Actor, director, producer. Born Charles Robert Redford Jr., on August 18, 1937, in Santa Monica, California. Redford’s father, Charles Redford Sr., worked as a milkman until after World War II, when he got a job as an accountant for the Standard Oil Company. A talented athlete, the younger Redford won a baseball scholarship to the University of Colorado at Boulder in 1955. That same year, however, his mother Martha died suddenly, leaving Redford extremely shaken. His performance in college and athletics rapidly deteriorated, and he began to drink heavily and skip classes and practice. He was subsequently kicked off the baseball team and lost his scholarship.
With aspirations to become a painter, Redford took a job in a Los Angeles oil field to earn money in order to travel to Paris, where he planned to attend art school. He ended up traveling around Europe, eventually studying painting with a teacher in Florence, Italy. By 1958, Redford had become frustrated with his slow progress and decided to return to Los Angeles. That same year, he met and married Lola Jean Van Wagenen, a Mormon student from Utah who encouraged him to cut back on his drinking and resume his pursuit of a career as an artist. The couple moved to New York, where Redford enrolled as a painting student at the prestigious Pratt Institute. He also began taking classes in theatrical set design at New York’s American Academy of Dramatic Arts.
Redford’s first acting job came in 1959, when the stage manager for the Broadway production of Tall Story asked him to audition for a small part after another actor left the project. Over the next several years, Redford combined stage work in such Broadway plays as The Highest Tree, The Iceman Cometh, and Sunday in New York with work on television, including guest appearances on the popular series Route 66, Alfred Hitchcock Presents, and The Twilight Zone. He made his feature film debut in War Hunt (1962), which received critical praise but made a poor showing at the box office.
In 1963, the comedian and director Mike Nichols cast Redford as the lead in his Broadway production of Neil Simon’s Barefoot in the Park. The show was a smash hit, but 11 months into the run Redford tired of the daily grind of stage work and decided to focus on making movies. It was slow going, however, as Redford’s first five films (beginning with War Hunt) failed to attract audiences, although his performance opposite Natalie Wood in Inside Daisy Clover (1965) earned him a Golden Globe Award for the most promising male newcomer. Discouraged, Redford spent the next two years in Europe pondering his next professional move.
In 1967, Redford returned to Hollywood, where he reprised his role in a film version of Barefoot in the Park, costarring Jane Fonda. The film was a box office hit, reviving Redford’s career and earning him a good deal of attention from audiences and filmmakers alike. Even so, Redford had to fight for the role that would make him a bona fide star. At first rejected by the head of Twentieth-Century Fox for Butch Cassidy and the Sundance Kid (1969), Redford won the part after negotiations with other, more well-known actors fell through and the producer gave in to pressure from the film’s director, George Roy Hill, and star, Paul Newman. Redford’s sly performance undoubtedly added to the overall excellence of the film, which became the top-grossing hit of the year and won four Academy Awards, including one for Best Original Screenplay.

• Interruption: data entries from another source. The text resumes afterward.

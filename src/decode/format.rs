//! The "general decoder" (wire `format=100`/`format=0` fallback): hands a
//! frame file to an image-format codec instead of treating it as packed
//! raw pixels (spec.md §4.4 step 1).

use std::fs::File;
use std::path::Path;

use crate::error::CoreError;
use crate::store::frame::ArgbBuffer;

/// A pluggable image-format decoder. Declining (`Ok(None)`) tells the
/// caller to fall back to the raw RGB24/RGBA32 loader.
pub trait FormatDecoder {
    fn decode(&self, path: &Path) -> Result<Option<ArgbBuffer>, CoreError>;
}

/// Tries every decoder in order, returning the first one that doesn't
/// decline.
pub struct ChainDecoder {
    decoders: Vec<Box<dyn FormatDecoder>>,
}

impl ChainDecoder {
    pub fn new(decoders: Vec<Box<dyn FormatDecoder>>) -> Self {
        Self { decoders }
    }

    /// The chain built from compiled-in features: just [`PngDecoder`] when
    /// the `png_decoder` feature is enabled, empty otherwise.
    pub fn from_features() -> Self {
        #[allow(unused_mut)]
        let mut decoders: Vec<Box<dyn FormatDecoder>> = Vec::new();
        #[cfg(feature = "png_decoder")]
        decoders.push(Box::new(PngDecoder));
        Self { decoders }
    }

    pub fn decode(&self, path: &Path) -> Result<Option<ArgbBuffer>, CoreError> {
        for decoder in &self.decoders {
            if let Some(buf) = decoder.decode(path)? {
                return Ok(Some(buf));
            }
        }
        Ok(None)
    }
}

#[cfg(feature = "png_decoder")]
pub struct PngDecoder;

#[cfg(feature = "png_decoder")]
impl FormatDecoder for PngDecoder {
    fn decode(&self, path: &Path) -> Result<Option<ArgbBuffer>, CoreError> {
        let file = File::open(path)
            .map_err(|e| CoreError::BadFile(format!("cannot open {}: {e}", path.display())))?;
        let decoder = png::Decoder::new(file);
        let mut reader = match decoder.read_info() {
            Ok(r) => r,
            // Not a PNG (or a corrupt one); let the caller try raw pixels.
            Err(_) => return Ok(None),
        };

        let mut raw = vec![0u8; reader.output_buffer_size()];
        let info = reader
            .next_frame(&mut raw)
            .map_err(|e| CoreError::BadFile(format!("png decode failed: {e}")))?;
        let width = info.width;
        let height = info.height;

        let mut out = ArgbBuffer::new(width, height);
        let total = (width as usize) * (height as usize);
        match info.color_type {
            png::ColorType::Rgb => {
                for i in 0..total {
                    let b = i * 3;
                    let (r, g, bl) = (raw[b], raw[b + 1], raw[b + 2]);
                    out.pixels[i] = 0xFF00_0000 | ((r as u32) << 16) | ((g as u32) << 8) | bl as u32;
                }
            }
            png::ColorType::Rgba => {
                for i in 0..total {
                    let b = i * 4;
                    let (r, g, bl, a) = (raw[b], raw[b + 1], raw[b + 2], raw[b + 3]);
                    out.pixels[i] =
                        ((a as u32) << 24) | ((r as u32) << 16) | ((g as u32) << 8) | bl as u32;
                }
            }
            png::ColorType::Grayscale => {
                for i in 0..total {
                    let v = raw[i] as u32;
                    out.pixels[i] = 0xFF00_0000 | (v << 16) | (v << 8) | v;
                }
            }
            png::ColorType::GrayscaleAlpha => {
                for i in 0..total {
                    let b = i * 2;
                    let v = raw[b] as u32;
                    let a = raw[b + 1] as u32;
                    out.pixels[i] = (a << 24) | (v << 16) | (v << 8) | v;
                }
            }
            // Indexed PNGs would need the palette plumbed through; not
            // encountered in practice for this protocol, decline instead.
            png::ColorType::Indexed => return Ok(None),
        }
        Ok(Some(out))
    }
}

#[cfg(all(test, feature = "png_decoder"))]
mod tests {
    use super::*;

    #[test]
    fn declines_non_png_input() {
        let dir = tempfile::tempdir().unwrap();
        let path = dir.path().join("not-a-png");
        std::fs::write(&path, b"hello world").unwrap();
        let decoder = PngDecoder;
        assert!(decoder.decode(&path).unwrap().is_none());
    }

    #[test]
    fn chain_decoder_declines_when_empty() {
        let chain = ChainDecoder::new(Vec::new());
        let dir = tempfile::tempdir().unwrap();
        let path = dir.path().join("x");
        std::fs::write(&path, b"whatever").unwrap();
        assert!(chain.decode(&path).unwrap().is_none());
    }
}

As a newly anointed Hollywood golden boy, Redford also earned critical praise that same year for Downhill Racer and Tell Them Willie Boy is Here, although neither film connected with audiences in the same way as Butch Cassidy. While Redford had several more relative disappointments over the next three years, he hit it big in 1973, starring in two blockbusters—The Way We Were, costarring Barbra Streisand, and The Sting, which reunited him with Hill and Newman. The latter film received 10 Academy Award nominations (including one for Redford as Best Actor) and won in several major categories, including Best Director and Best Picture.
In 1974, Redford played the title character in Francis Ford Coppola’s film adaptation of F. Scott Fitzgerald’s much-loved novel, The Great Gatsby, costarring Mia Farrow and Sam Waterston. His success continued throughout the decade, with starring roles in Three Days of the Condor and The Great Waldo Pepper (both 1975) and a turn as the star and producer of the acclaimed All the President’s Men (1976), costarring Dustin Hoffman. He finished out the decade with The Electric Horsemen (1979), which reteamed him with his Barefoot in the Park costar, Jane Fonda.

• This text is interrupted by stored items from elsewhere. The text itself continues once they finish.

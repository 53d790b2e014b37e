//! Bounded-resource eviction: enforces the four limits by scoring and
//! unloading assets (spec.md §4.8).

use rand::Rng;

use crate::clock::Milliseconds;
use crate::config::Limits;
use crate::ids::{ImageId, PlacementId};
use crate::render::CompositorSurface;
use crate::store::context::Store;

/// Runs every limit check in order, unloading or deleting until each is
/// back at or below its tolerated threshold. Mirrors `gr_check_limits`.
pub fn check_limits(store: &mut Store, limits: &Limits, surface: &mut dyn CompositorSurface, now: Milliseconds) {
    check_image_count(store, limits, surface);
    check_placement_count(store, limits, surface);
    check_disk_bytes(store, limits);
    check_ram_bytes(store, limits, surface, now);
}

fn check_image_count(store: &mut Store, limits: &Limits, surface: &mut dyn CompositorSurface) {
    let tolerated = limits.tolerated_count(limits.max_total_placements);
    if store.image_count() <= tolerated {
        return;
    }
    let mut ids: Vec<(ImageId, Milliseconds, u64)> = store
        .images
        .iter()
        .map(|(id, img)| (*id, img.atime, img.global_command_index))
        .collect();
    ids.sort_by_key(|(_, atime, idx)| (*atime, *idx));

    let to_delete = ids.len().saturating_sub(limits.max_total_placements);
    for (id, _, _) in ids.into_iter().take(to_delete) {
        store.teardown_image(id, surface);
    }
}

fn check_placement_count(store: &mut Store, limits: &Limits, surface: &mut dyn CompositorSurface) {
    let tolerated = limits.tolerated_count(limits.max_total_placements);
    if store.placement_count() <= tolerated {
        return;
    }
    let mut placements: Vec<(ImageId, PlacementId, Milliseconds, u64, bool)> = store
        .images
        .iter()
        .flat_map(|(image_id, img)| {
            img.placements.values().map(move |p| {
                (*image_id, p.placement_id, p.atime, img.global_command_index, p.protected_frame.is_some())
            })
        })
        .collect();
    placements.sort_by_key(|(_, _, atime, idx, _)| (*atime, *idx));

    let to_delete = placements.len().saturating_sub(limits.max_total_placements);
    for (image_id, placement_id, _, _, protected) in placements.into_iter().take(to_delete) {
        if protected {
            break;
        }
        store.teardown_placement(image_id, placement_id, surface);
    }
}

fn check_disk_bytes(store: &mut Store, limits: &Limits) {
    let tolerated = limits.tolerated(limits.total_file_cache_size);
    if store.images_disk_size() <= tolerated {
        return;
    }
    let mut frames: Vec<(ImageId, u32, Milliseconds, u64)> = store
        .images
        .iter()
        .flat_map(|(image_id, img)| {
            img.frames.iter().map(move |f| (*image_id, f.index, f.atime, img.global_command_index))
        })
        .collect();
    frames.sort_by_key(|(_, _, atime, idx)| (*atime, *idx));

    for (image_id, frame_index, _, _) in frames {
        if store.images_disk_size() <= limits.total_file_cache_size {
            break;
        }
        let path = store.cache_dir.frame_path(image_id, frame_index);
        if let Some(img) = store.image_mut(image_id) {
            if let Some(frame) = img.frame_mut(frame_index) {
                frame.disk_size = 0;
                frame.write_handle = None;
            }
            img.recompute_disk_size();
        }
        let _ = std::fs::remove_file(path);
    }
}

fn check_ram_bytes(store: &mut Store, limits: &Limits, surface: &mut dyn CompositorSurface, now: Milliseconds) {
    let tolerated = limits.tolerated(limits.max_total_ram_size);
    if store.images_ram_size() <= tolerated {
        return;
    }

    let mut objects = unloadable_objects(store, now);
    objects.sort_by_key(|o| o.score);

    for obj in objects {
        if store.images_ram_size() <= limits.max_total_ram_size {
            break;
        }
        unload(store, surface, &obj);
    }
}

#[derive(Debug, Clone, Copy)]
enum ObjectKind {
    DecodedFrame { image_id: ImageId, frame_index: u32 },
    Pixmap { image_id: ImageId, placement_id: PlacementId, frame_index: u32 },
}

#[derive(Debug, Clone, Copy)]
struct UnloadableObject {
    score: i64,
    kind: ObjectKind,
}

fn recency_threshold(total_duration_ms: i64) -> i64 {
    total_duration_ms * 2 + 1000
}

fn unloadable_objects(store: &Store, now: Milliseconds) -> Vec<UnloadableObject> {
    let mut rng = rand::rng();
    let mut out = Vec::new();
    for (image_id, img) in store.images.iter() {
        let threshold = recency_threshold(img.total_duration_ms);
        for frame in &img.frames {
            if frame.decoded.is_none() {
                continue;
            }
            let mut score = frame.atime;
            if frame.atime >= now - threshold {
                score = now + 1000 + rng.random_range(0..1000);
            }
            out.push(UnloadableObject {
                score,
                kind: ObjectKind::DecodedFrame { image_id: *image_id, frame_index: frame.index },
            });

            let num_frames = (img.frames.len() as i64).max(1);
            for placement in img.placements.values() {
                if placement.pixmap(frame.index).is_none() {
                    continue;
                }
                let atime = placement.atime.min(frame.atime);
                let mut score = atime;
                if atime >= now - threshold {
                    let mut dist = frame.index as i64 - img.current_frame as i64;
                    if dist < 0 {
                        dist += num_frames;
                    }
                    score = now + 1000 + (num_frames - dist) * 1000 / num_frames;
                    let decoded_size = frame.decoded.as_ref().map(|d| d.byte_size()).unwrap_or(0) as f64;
                    let pixmap_size =
                        placement.pixmap(frame.index).map(|p| p.byte_size).unwrap_or(0) as f64;
                    if decoded_size + pixmap_size > 0.0 {
                        let balance = decoded_size / (decoded_size + pixmap_size) - 0.5;
                        score += (2000.0 * balance) as i64;
                    }
                }
                out.push(UnloadableObject {
                    score,
                    kind: ObjectKind::Pixmap {
                        image_id: *image_id,
                        placement_id: placement.placement_id,
                        frame_index: frame.index,
                    },
                });
            }
        }
    }
    out
}

fn unload(store: &mut Store, surface: &mut dyn CompositorSurface, obj: &UnloadableObject) {
    match obj.kind {
        ObjectKind::DecodedFrame { image_id, frame_index } => {
            if let Some(img) = store.image_mut(image_id) {
                if let Some(frame) = img.frame_mut(frame_index) {
                    frame.unload_decoded();
                }
            }
        }
        ObjectKind::Pixmap { image_id, placement_id, frame_index } => {
            if let Some(img) = store.image_mut(image_id) {
                if let Some(placement) = img.placements.get_mut(&placement_id) {
                    if placement.protected_frame == Some(frame_index) {
                        return;
                    }
                    if let Some(pixmap) = placement.pixmap(frame_index) {
                        surface.free_pixmap(pixmap.handle);
                    }
                    placement.unload_pixmap(frame_index);
                }
            }
        }
    }
}

#[cfg(test)]
mod tests {
    use super::*;
    use crate::clock::FakeClock;
    use crate::render::backends::null::NullSurface;
    use crate::store::frame::{ArgbBuffer, Frame, FrameStatus};
    use crate::store::placement::{Placement, PlacementPixmap};
    use crate::render::PixmapHandle;

    fn store() -> Store {
        Store::with_clock(&std::env::temp_dir(), Box::new(FakeClock::new(0))).unwrap()
    }

    #[test]
    fn image_count_evicts_oldest_first() {
        let mut store = store();
        let limits = Limits::builder().max_total_placements(1).excess_tolerance_ratio(0.0).build().unwrap();
        let a = store.new_image(0);
        store.image_mut(a).unwrap().atime = 1;
        let b = store.new_image(0);
        store.image_mut(b).unwrap().atime = 2;
        let mut surface = NullSurface::new();
        check_image_count(&mut store, &limits, &mut surface);
        assert!(store.image(a).is_none());
        assert!(store.image(b).is_some());
    }

    #[test]
    fn placement_count_stops_at_protected_frame() {
        let mut store = store();
        let limits = Limits::builder().max_total_placements(0).excess_tolerance_ratio(0.0).build().unwrap();
        let img = store.new_image(1);
        let p1 = store.new_placement(img, 0).unwrap();
        store.image_mut(img).unwrap().placements.get_mut(&p1).unwrap().protected_frame = Some(1);
        let mut surface = NullSurface::new();
        check_placement_count(&mut store, &limits, &mut surface);
        assert!(store.image(img).unwrap().placements.contains_key(&p1));
    }

    #[test]
    fn image_count_eviction_frees_pixmaps_and_cache_file() {
        let mut store = store();
        let limits = Limits::builder().max_total_placements(0).excess_tolerance_ratio(0.0).build().unwrap();
        let img_id = store.new_image(0);
        let path = store.cache_dir.frame_path(img_id, 1);
        std::fs::write(&path, b"data").unwrap();
        let mut surface = NullSurface::new();
        let handle = surface.upload_pixmap(&ArgbBuffer::new(1, 1));

        let placement_id = store.new_placement(img_id, 0).unwrap();
        let img = store.image_mut(img_id).unwrap();
        let mut f = Frame::new(1, 0);
        f.disk_size = 4;
        img.frames.push(f);
        img.placements.get_mut(&placement_id).unwrap().set_pixmap(1, PlacementPixmap { handle, byte_size: 4 });

        check_image_count(&mut store, &limits, &mut surface);
        assert!(store.image(img_id).is_none());
        assert!(!path.exists());
        assert_eq!(surface.live_count(), 0);
    }

    #[test]
    fn ram_bytes_unloads_lowest_score_first() {
        let mut store = store();
        let limits = Limits::builder()
            .max_total_ram_size(1)
            .excess_tolerance_ratio(0.0)
            .build()
            .unwrap();
        let img_id = store.new_image(1);
        let img = store.image_mut(img_id).unwrap();
        let mut f = Frame::new(1, 0);
        f.status = FrameStatus::RamLoadingSuccess;
        f.atime = -100_000;
        f.decoded = Some(ArgbBuffer::new(4, 4));
        img.frames.push(f);

        let mut surface = NullSurface::new();
        check_ram_bytes(&mut store, &limits, &mut surface, 0);
        assert!(store.image(img_id).unwrap().frame(1).unwrap().decoded.is_none());
    }

    #[test]
    fn ram_bytes_skips_pixmap_of_protected_frame() {
        let mut store = store();
        let limits = Limits::builder()
            .max_total_ram_size(1)
            .excess_tolerance_ratio(0.0)
            .build()
            .unwrap();
        let img_id = store.new_image(1);
        {
            let img = store.image_mut(img_id).unwrap();
            let mut f = Frame::new(1, 0);
            f.status = FrameStatus::RamLoadingSuccess;
            f.atime = -100_000;
            f.decoded = Some(ArgbBuffer::new(1, 1));
            img.frames.push(f);
            let mut p = Placement::new(1, 0);
            p.atime = -100_000;
            p.protected_frame = Some(1);
            p.set_pixmap(1, PlacementPixmap { handle: PixmapHandle::new(1), byte_size: 1_000_000 });
            img.placements.insert(1, p);
        }
        let mut surface = NullSurface::new();
        surface.upload_pixmap(&ArgbBuffer::new(1, 1));
        check_ram_bytes(&mut store, &limits, &mut surface, 0);
        assert!(store.image(img_id).unwrap().placements[&1].pixmap(1).is_some());
    }
}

For all his success as an actor, Redford won his first (and so far only) Academy Award as a director, for the emotional family drama Ordinary People (1980). He appeared in only 10 films over the next two decades. Though he turned in several notable performances during the 1980s—most notably in the mythical baseball drama The Natural (1984)—and returned as a romantic leading man in such sentimental romantic dramas as Indecent Proposal (1993) and Up Close and Personal (1996), his best efforts were reserved for behind the camera, where he made a name for himself as one of Hollywood’s most respected filmmakers.

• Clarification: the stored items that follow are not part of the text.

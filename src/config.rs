//! Resource limits.
//!
//! [`Limits`] collects every tunable named in spec.md §6. Use
//! [`Limits::default`] for sensible defaults or [`Limits::builder`] for a
//! fluent, validated builder, mirroring the teacher's
//! `EngineConfig`/`EngineConfigBuilder` pair.
//!
//! # Examples
//!
//! ```rust
//! use termgfx_store::config::Limits;
//!
//! let limits = Limits::builder()
//!     .max_total_ram_size(64 * 1024 * 1024)
//!     .excess_tolerance_ratio(0.1)
//!     .build()
//!     .unwrap();
//! assert_eq!(limits.max_total_ram_size, 64 * 1024 * 1024);
//! ```

use std::fmt;

/// Resource limits and tunables enforced by the eviction engine and the
/// transmission pipeline.
#[derive(Debug, Clone, Copy, PartialEq)]
pub struct Limits {
    /// Largest a single uploaded frame file may be, in bytes.
    pub max_single_image_file_size: u64,
    /// Aggregate cap on all frame cache files on disk, in bytes.
    pub total_file_cache_size: u64,
    /// Largest a single placement's scaled pixmap (or a frame's decoded
    /// object) may be, in bytes.
    pub max_single_image_ram_size: u64,
    /// Aggregate cap on decoded + scaled RAM usage, in bytes.
    pub max_total_ram_size: u64,
    /// Cap shared by both the image count and the placement count checks
    /// (the reference implementation checks image count against this same
    /// limit; see DESIGN.md).
    pub max_total_placements: usize,
    /// Fraction of slack allowed above a limit before eviction acts
    /// (`limit * (1 + ratio)`).
    pub excess_tolerance_ratio: f64,
    /// Lower bound on the delay reported to the caller between redraws.
    pub animation_min_delay_ms: i64,
}

impl Default for Limits {
    fn default() -> Self {
        Self {
            max_single_image_file_size: 20 * 1024 * 1024,
            total_file_cache_size: 300 * 1024 * 1024,
            max_single_image_ram_size: 320 * 1024 * 1024,
            max_total_ram_size: 320 * 1024 * 1024,
            max_total_placements: 100,
            excess_tolerance_ratio: 0.05,
            animation_min_delay_ms: 1,
        }
    }
}

impl Limits {
    /// The limit scaled by `1 + excess_tolerance_ratio`, i.e. the point at
    /// which eviction actually kicks in (spec.md §4.8).
    pub fn tolerated(&self, limit: u64) -> u64 {
        limit + ((limit as f64) * self.excess_tolerance_ratio) as u64
    }

    /// Same as [`Limits::tolerated`] but for counts.
    pub fn tolerated_count(&self, limit: usize) -> usize {
        limit + (((limit as f64) * self.excess_tolerance_ratio) as usize)
    }

    pub fn builder() -> LimitsBuilder {
        LimitsBuilder::default()
    }
}

/// Fluent, validating builder for [`Limits`].
#[derive(Debug, Clone)]
pub struct LimitsBuilder {
    inner: Limits,
}

impl Default for LimitsBuilder {
    fn default() -> Self {
        Self { inner: Limits::default() }
    }
}

impl LimitsBuilder {
    #[inline]
    fn map(mut self, f: impl FnOnce(&mut Limits)) -> Self {
        f(&mut self.inner);
        self
    }

    pub fn max_single_image_file_size(self, n: u64) -> Self {
        self.map(|c| c.max_single_image_file_size = n)
    }
    pub fn total_file_cache_size(self, n: u64) -> Self {
        self.map(|c| c.total_file_cache_size = n)
    }
    pub fn max_single_image_ram_size(self, n: u64) -> Self {
        self.map(|c| c.max_single_image_ram_size = n)
    }
    pub fn max_total_ram_size(self, n: u64) -> Self {
        self.map(|c| c.max_total_ram_size = n)
    }
    pub fn max_total_placements(self, n: usize) -> Self {
        self.map(|c| c.max_total_placements = n)
    }
    pub fn excess_tolerance_ratio(self, r: f64) -> Self {
        self.map(|c| c.excess_tolerance_ratio = r)
    }
    pub fn animation_min_delay_ms(self, n: i64) -> Self {
        self.map(|c| c.animation_min_delay_ms = n)
    }

    /// Validate and build the final [`Limits`].
    pub fn build(self) -> Result<Limits, ConfigError> {
        validate(&self.inner)?;
        Ok(self.inner)
    }
}

/// A [`Limits`] value failed validation.
#[derive(Debug, Clone)]
pub enum ConfigError {
    ZeroLimit(&'static str),
    NegativeTolerance(f64),
    NegativeMinDelay(i64),
}

impl fmt::Display for ConfigError {
    fn fmt(&self, f: &mut fmt::Formatter<'_>) -> fmt::Result {
        use ConfigError::*;
        match self {
            ZeroLimit(name) => write!(f, "{name} must be at least 1"),
            NegativeTolerance(r) => write!(f, "excess_tolerance_ratio must be >= 0 (got {r})"),
            NegativeMinDelay(n) => write!(f, "animation_min_delay_ms must be >= 0 (got {n})"),
        }
    }
}

impl std::error::Error for ConfigError {}

fn validate(c: &Limits) -> Result<(), ConfigError> {
    if c.max_single_image_file_size == 0 {
        return Err(ConfigError::ZeroLimit("max_single_image_file_size"));
    }
    if c.total_file_cache_size == 0 {
        return Err(ConfigError::ZeroLimit("total_file_cache_size"));
    }
    if c.max_single_image_ram_size == 0 {
        return Err(ConfigError::ZeroLimit("max_single_image_ram_size"));
    }
    if c.max_total_ram_size == 0 {
        return Err(ConfigError::ZeroLimit("max_total_ram_size"));
    }
    if c.max_total_placements == 0 {
        return Err(ConfigError::ZeroLimit("max_total_placements"));
    }
    if c.excess_tolerance_ratio < 0.0 {
        return Err(ConfigError::NegativeTolerance(c.excess_tolerance_ratio));
    }
    if c.animation_min_delay_ms < 0 {
        return Err(ConfigError::NegativeMinDelay(c.animation_min_delay_ms));
    }
    Ok(())
}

Redford’s second directorial feature was the little-seen but well reviewed The Milagro Beanfield War (1988). He attracted far more attention and praise for his third effort, a beautifully filmed adaptation of Norman Maclean’s popular autobiographical novella, A River Runs Through It (1992), starring Brad Pitt (whom many claimed was a dead ringer for the young Redford) as the rebellious half of a pair of fly-fishing brothers in Montana. In 1994, Redford earned a second Oscar nomination for Best Director for the smart drama Quiz Show, a chronicle of the real-life scandal on the 1950s game show Twenty-One, starring Ralph Fiennes. He adapted another bestselling novel to the screen in 1999, directing and starring in a film version of Nicholas Sparks’ adult romance The Horse Whisperer. His most recent directorial project is The Legend of Bagger Vance (2000), starring Matt Damon and Will Smith.
In addition to his own illustrious film career, Redford has become known as the godfather of American independent film. He founded the Sundance Institute in 1981 near his summer home in the mountains of Utah (where he had gradually acquired 5,500 acres of property since 1963) with the intention of promoting the development of new screenwriters and directors and generally supporting the production of innovative dramatic and documentary films. Since 1985, the Sundance Film Festival has served as the premiere American showcase for new independent films, attracting nearly 20,000 people every year and launching the careers of a number of talented filmmakers. In addition, Redford and his colleagues launched the Sundance Channel, a cable television channel devoted to airing and promoting independent short and full-length features.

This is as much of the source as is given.